One thing though, there are lots of free webspace providers with thousands upon thousands of users these days.
So if the app came across *.geocities.com, it could just record that geocities.com was a valid host.
Then we make another special app that is designed for webspace providers. The app would use the site's search engine to scan for pages contained on the site. Or if the site had a directory then even better.

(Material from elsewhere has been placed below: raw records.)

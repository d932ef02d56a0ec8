use bcs_ingest_worker::config::AppConfig;
use bcs_ingest_worker::logger::init_tracing;
use bcs_ingest_worker::supervisor;

#[tokio::main]
async fn main() -> anyhow::Result<()> {
    let config = AppConfig::from_env();

    let is_production = std::env::var("APP_ENV").unwrap_or_default() == "production";
    init_tracing(is_production, &config.log_level);

    tracing::info!("starting BCS ingestion worker");

    if let Err(e) = supervisor::run(config).await {
        tracing::error!(error = ?e, "supervisor exited with error");
        return Err(e);
    }

    tracing::info!("supervisor exited cleanly");
    Ok(())
}
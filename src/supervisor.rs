//! Owns configuration load, the shared Authenticator and Store Gateway, and
//! the lifecycle of every worker task (spec §4.6).

use std::sync::Arc;
use std::time::Duration;

use tokio::signal::unix::{signal, SignalKind};
use tokio_util::sync::CancellationToken;
use tracing::{info, warn};

use crate::auth::Authenticator;
use crate::config::AppConfig;
use crate::db::Databases;
use crate::embedding::backend::BackendAdapter;
use crate::embedding::pump::EmbeddingPump;
use crate::store::model::Instrument;
use crate::store::StoreGateway;
use crate::streams;

const IDLE_EXIT_SLEEP: Duration = Duration::from_secs(60 * 60);

pub async fn run(config: AppConfig) -> anyhow::Result<()> {
    let config = Arc::new(config);

    let dbs = Databases::connect(
        &config.market_database_url(),
        &config.private_database_url(),
        config.db_max_connections,
    )
    .await?;
    dbs.migrate().await?;
    let store = StoreGateway::new(&dbs);

    let mut instruments = instruments_from_env(&config);
    if config.use_db_instruments {
        match store.fetch_selected_assets().await {
            Ok(db_instruments) if !db_instruments.is_empty() => {
                instruments = db_instruments;
            }
            Ok(_) => {
                info!("selected_assets empty, falling back to configured instrument list");
            }
            Err(e) => {
                warn!(error = %e, "failed to load selected_assets, falling back to configured instrument list");
            }
        }
    }

    let streams_enabled = !config.refresh_token.is_empty();
    if !streams_enabled {
        warn!("refresh credential is empty, stream workers disabled; embedding pump still runs");
    }

    let root_cancel = CancellationToken::new();
    let mut worker_handles = Vec::new();

    if streams_enabled {
        let auth = Arc::new(Authenticator::new(
            config.token_url.clone(),
            config.client_id.clone(),
            config.refresh_token.clone(),
        ));

        if config.streams.market {
            worker_handles.push(spawn_market(
                config.clone(),
                instruments.clone(),
                auth.clone(),
                store.clone(),
                root_cancel.child_token(),
            ));
        }
        if config.streams.portfolio {
            worker_handles.push(tokio::spawn(streams::portfolio::run(
                config.clone(),
                auth.clone(),
                store.clone(),
                root_cancel.child_token(),
            )));
        }
        if config.streams.orders {
            worker_handles.push(tokio::spawn(streams::orders::run(
                config.clone(),
                auth.clone(),
                store.clone(),
                root_cancel.child_token(),
            )));
        }
        if config.streams.limits {
            worker_handles.push(tokio::spawn(streams::limits::run(
                config.clone(),
                auth.clone(),
                store.clone(),
                root_cancel.child_token(),
            )));
        }
        if config.streams.marginal {
            worker_handles.push(tokio::spawn(streams::marginal::run(
                config.clone(),
                auth,
                store.clone(),
                root_cancel.child_token(),
            )));
        }
    }

    let backend = BackendAdapter::new(config.embedding.clone());
    let pump = EmbeddingPump::new(store, backend);
    let pump_cancel = root_cancel.child_token();
    let pump_handle = tokio::spawn(async move { pump.run(pump_cancel).await });

    // The embedding pump is unconditionally spawned above, so this branch is
    // never reached in practice; kept so the "no tasks at all" case falls
    // back to a bounded sleep instead of hanging forever with nothing to
    // cancel. With zero stream workers and the pump running (e.g. an empty
    // refresh credential), the process instead waits indefinitely for a
    // shutdown signal, matching the always-on pump.
    if worker_handles.is_empty() && pump_handle.is_finished() {
        info!("no workers spawned, idling");
        tokio::time::sleep(IDLE_EXIT_SLEEP).await;
        return Ok(());
    }

    wait_for_shutdown_signal().await;
    info!("shutdown signal received, cancelling workers");
    root_cancel.cancel();

    for handle in worker_handles {
        let _ = handle.await;
    }
    let _ = pump_handle.await;

    Ok(())
}

fn spawn_market(
    config: Arc<AppConfig>,
    instruments: Vec<Instrument>,
    auth: Arc<Authenticator>,
    store: StoreGateway,
    cancel: CancellationToken,
) -> tokio::task::JoinHandle<()> {
    tokio::spawn(streams::market::run(config, instruments, auth, store, cancel))
}

fn instruments_from_env(config: &AppConfig) -> Vec<Instrument> {
    config
        .subscribe_instruments
        .iter()
        .map(|(ticker, class_code)| Instrument::new(ticker.clone(), class_code.clone()))
        .collect()
}

async fn wait_for_shutdown_signal() {
    let ctrl_c = tokio::signal::ctrl_c();
    let mut sigterm = match signal(SignalKind::terminate()) {
        Ok(s) => s,
        Err(e) => {
            warn!(error = %e, "failed to install SIGTERM handler, SIGINT only");
            let _ = ctrl_c.await;
            return;
        }
    };

    tokio::select! {
        _ = ctrl_c => info!("received SIGINT"),
        _ = sigterm.recv() => info!("received SIGTERM"),
    }
}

So its not all that implausable.
If ya got a lot of people running this app, which I might add, would sit in your system try and not bother you, then you'd get a lot of data very fast.
Whaddaya think ?
Microsoft MVP : Visual Developer - Visual Basic [2004-2005]
-
Sep 7th, 2001, 12:37 PM
#2
Member
Sure, go buy a bunch of top-secret supercooled supercomputers that have 256 quantum processors each and get about 500 backbones. Then I guess it could work.
-
Sep 7th, 2001, 12:40 PM
#3
Monday Morning Lunatic
I don't think number of processors makes much difference to quantum computers, since the processor itself can be any arbitrary size and problems are solved almost infinitely quickly.
I refuse to tie my hands behind my back and hear somebody say "Bend Over, Boy, Because You Have It Coming To You".
-- Linus Torvalds
-
Sep 7th, 2001, 12:43 PM
#4
Member
But the rest is true.
-
Sep 7th, 2001, 12:45 PM
#5
Monday Morning Lunatic
Yep Lots of backbones = A good browsing experience for arksie
I refuse to tie my hands behind my back and hear somebody say "Bend Over, Boy, Because You Have It Coming To You".
-- Linus Torvalds
-
Sep 7th, 2001, 01:21 PM
#6
Junior Member
what would be the net effect of mapping out the net?
in watermelon sugar the deeds were done and done again as my life is done in watermelon sugar.
-
Sep 7th, 2001, 08:19 PM
#7
Lively Member
It won't work that way, at least 75% of the content that can be accessible via the web is either hidden or not indexed.
The only possible way in future...when you create a new medium like web but rather an advanced one, every document/object created for the web will be indexed at some central server.
In that way, you will have a near 100% accurate map of the web.
But for now, good night..see it in your dreams.
-
Sep 8th, 2001, 08:43 AM
#8
Thread Starter
Retired VBF Adm1nistrator
No I think this could work.
The fact that you're using distributed applications to do it means that you could get people surifing on 56k modems, people on dialup ISDN lines, or people sitting an E3 connection.
Anyway, you wouldnt be downloading entire pages, just the source.
And the fact that a lot of stuff on the web isnt viewable to everyone, well, its viewable to some people. And if those people are running this app, and they can view that stuff, they've probably got it in their favourites or in cache. So then it would be indexed too.
I mean look at any distributed computing application.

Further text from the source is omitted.